**PROBLEM DESCRIPTION:** What lines of the data below include the word "UsageKind"? Report them by copying each.

**Stored dataset items:**
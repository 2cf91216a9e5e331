// Copyright 2023 Remi Bernotavicius

use crate::database;
use crate::database::models::{UsageKind, UsageLog};
use crate::database::query;
use diesel::QueryResult;
use std::collections::BTreeMap;

#[derive(Debug, Clone, PartialEq)]
pub struct UsageStat {
    pub name: String,
    pub total: f64,
}

/// Sums the amounts per name. Largest totals first, ties broken by name.
fn totals<'a>(logs: impl IntoIterator<Item = &'a UsageLog>, limit: usize) -> Vec<UsageStat> {
    let mut by_name: BTreeMap<&str, f64> = BTreeMap::new();
    for usage in logs {
        *by_name.entry(&usage.item_name).or_default() += usage.amount;
    }

    let mut stats: Vec<_> = by_name
        .into_iter()
        .map(|(name, total)| UsageStat {
            name: name.into(),
            total,
        })
        .collect();
    stats.sort_by(|a, b| b.total.total_cmp(&a.total).then_with(|| a.name.cmp(&b.name)));
    stats.truncate(limit);
    stats
}

fn top(
    conn: &mut database::Connection,
    kind: UsageKind,
    limit: usize,
) -> QueryResult<Vec<UsageStat>> {
    let logs = query::list_usage_logs(conn)?;
    Ok(totals(logs.iter().filter(|l| l.item_type == kind), limit))
}

/// Most cooked recipes, counted in portions.
pub fn top_recipes(conn: &mut database::Connection, limit: usize) -> QueryResult<Vec<UsageStat>> {
    top(conn, UsageKind::Recipe, limit)
}

/// Most used ingredients. Amounts in different units are added together as they are.
pub fn top_ingredients(
    conn: &mut database::Connection,
    limit: usize,
) -> QueryResult<Vec<UsageStat>> {
    top(conn, UsageKind::Ingredient, limit)
}

pub fn recent(conn: &mut database::Connection, limit: usize) -> QueryResult<Vec<UsageLog>> {
    let mut logs = query::list_usage_logs(conn)?;
    logs.truncate(limit);
    Ok(logs)
}

#[cfg(test)]
fn log_usage(conn: &mut database::Connection, name: &str, kind: UsageKind, amount: f64) {
    use crate::database::models::NewUsageLog;

    query::insert_usage_log(
        conn,
        &NewUsageLog {
            item_name: name.into(),
            item_type: kind,
            amount,
            unit: "adet".into(),
            created_at: chrono::Local::now().naive_local(),
        },
    )
    .unwrap();
}

#[test]
fn top_lists() {
    use maplit::btreemap;

    let mut conn = database::in_memory();
    let usages = btreemap! {
        "menemen" => (UsageKind::Recipe, vec![2.0, 1.0]),
        "kek" => (UsageKind::Recipe, vec![3.0]),
        "çorba" => (UsageKind::Recipe, vec![1.0]),
        "yumurta" => (UsageKind::Ingredient, vec![4.0, 2.0, 6.0]),
        "un" => (UsageKind::Ingredient, vec![0.5]),
    };
    for (name, (kind, amounts)) in &usages {
        for amount in amounts {
            log_usage(&mut conn, name, *kind, *amount);
        }
    }

    let recipes = top_recipes(&mut conn, 2).unwrap();
    assert_eq!(
        recipes,
        [
            UsageStat {
                name: "kek".into(),
                total: 3.0
            },
            UsageStat {
                name: "menemen".into(),
                total: 3.0
            },
        ]
    );

    let ingredients = top_ingredients(&mut conn, 10).unwrap();
    let names: Vec<_> = ingredients.iter().map(|s| s.name.as_str()).collect();
    assert_eq!(names, ["yumurta", "un"]);
    assert_eq!(ingredients[0].total, 12.0);

    assert_eq!(recent(&mut conn, 3).unwrap().len(), 3);
    assert_eq!(recent(&mut conn, 100).unwrap().len(), 8);
}

#[test]
fn empty_log() {
    let mut conn = database::in_memory();
    assert!(top_recipes(&mut conn, 5).unwrap().is_empty());
    assert!(recent(&mut conn, 5).unwrap().is_empty());
}
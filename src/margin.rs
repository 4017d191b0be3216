//! Margin sizing for perpetual positions.
//!
//! Position value is `entry * lots * contract_multiplier`. Required margin is
//! that value divided by the (clamped) leverage, and the execution fee is a
//! flat fraction of the value. Both are debited together at open.
//!
//! Maintenance is expressed as a fraction of the posted margin: a position is
//! liquidated once its equity falls to `maintenance_margin_ratio * margin`.

use crate::market::{MarketError, PairConfig};
use crate::types::{checked, Bps, Leverage, Price, Quote};
use rust_decimal::Decimal;
use rust_decimal_macros::dec;
use serde::{Deserialize, Serialize};

#[derive(Debug, Clone, Serialize, Deserialize)]
#[serde(default)]
pub struct MarginParams {
    pub max_leverage: Leverage,
    pub maintenance_margin_ratio: Decimal,
    pub execution_fee: Bps,
}

impl Default for MarginParams {
    fn default() -> Self {
        Self {
            max_leverage: Leverage::new(dec!(100)).unwrap_or_else(|| unreachable!()),
            maintenance_margin_ratio: dec!(0.5),
            execution_fee: Bps::new(10),
        }
    }
}

/// Margin and fee for a sized position. Values are in USD.
#[derive(Debug, Clone, PartialEq, Eq)]
pub struct MarginRequirement {
    pub lots: Decimal,
    pub position_value: Decimal,
    pub initial: Decimal,
    pub maintenance: Decimal,
    pub fee: Decimal,
    pub effective_leverage: Leverage,
}

pub fn notional_value(lots: Decimal, price: Price, pair: &PairConfig) -> Result<Decimal, MarketError> {
    let per_lot = checked(price.value().checked_mul(pair.contract_multiplier), "lot_value")?;
    Ok(checked(lots.checked_mul(per_lot), "notional")?)
}

pub fn effective_leverage(requested: Leverage, params: &MarginParams) -> Leverage {
    requested.clamp_to(params.max_leverage)
}

/// Largest lot count (rounded down to the pair's step) that `collateral_usd`
/// can carry at `leverage`.
pub fn size_position(
    collateral_usd: Decimal,
    entry_price: Price,
    leverage: Leverage,
    pair: &PairConfig,
) -> Result<Decimal, MarketError> {
    let per_lot = checked(entry_price.value().checked_mul(pair.contract_multiplier), "lot_value")?;
    let buying_power = checked(collateral_usd.checked_mul(leverage.value()), "buying_power")?;
    let raw = checked(buying_power.checked_div(per_lot), "lots")?;
    pair.round_lots(raw)
}

pub fn calculate_margin_requirement(
    lots: Decimal,
    entry_price: Price,
    requested_leverage: Leverage,
    pair: &PairConfig,
    params: &MarginParams,
) -> Result<MarginRequirement, MarketError> {
    let effective_leverage = effective_leverage(requested_leverage, params);
    let position_value = notional_value(lots, entry_price, pair)?;
    let initial = checked(
        position_value.checked_div(effective_leverage.value()),
        "initial_margin",
    )?;
    let maintenance = checked(initial.checked_mul(params.maintenance_margin_ratio), "maintenance_margin")?;
    let fee = checked(position_value.checked_mul(params.execution_fee.as_fraction()), "execution_fee")?;

    Ok(MarginRequirement {
        lots,
        position_value,
        initial,
        maintenance,
        fee,
        effective_leverage,
    })
}

/// Converts a USD amount into the ledger currency.
pub fn to_local(usd: Decimal, quote_rate: Decimal) -> Result<Quote, MarketError> {
    Ok(Quote::new(checked(usd.checked_mul(quote_rate), "to_local")?))
}

/// Converts a ledger-currency amount into USD.
pub fn to_usd(local: Quote, quote_rate: Decimal) -> Result<Decimal, MarketError> {
    if quote_rate.is_zero() {
        return Ok(Decimal::ZERO);
    }
    Ok(checked(local.value().checked_div(quote_rate), "to_usd")?)
}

**RESPONSE BOX:**
use crate::database::models::{UsageKind, UsageLog};
    kind: UsageKind,
    top(conn, UsageKind::Recipe, limit)
    top(conn, UsageKind::Ingredient, limit)
fn log_usage(conn: &mut database::Connection, name: &str, kind: UsageKind, amount: f64) {
        "menemen" => (UsageKind::Recipe, vec![2.0, 1.0]),
        "kek" => (UsageKind::Recipe, vec![3.0]),
        "çorba" => (UsageKind::Recipe, vec![1.0]),
        "yumurta" => (UsageKind::Ingredient, vec![4.0, 2.0, 6.0]),
        "un" => (UsageKind::Ingredient, vec![0.5]),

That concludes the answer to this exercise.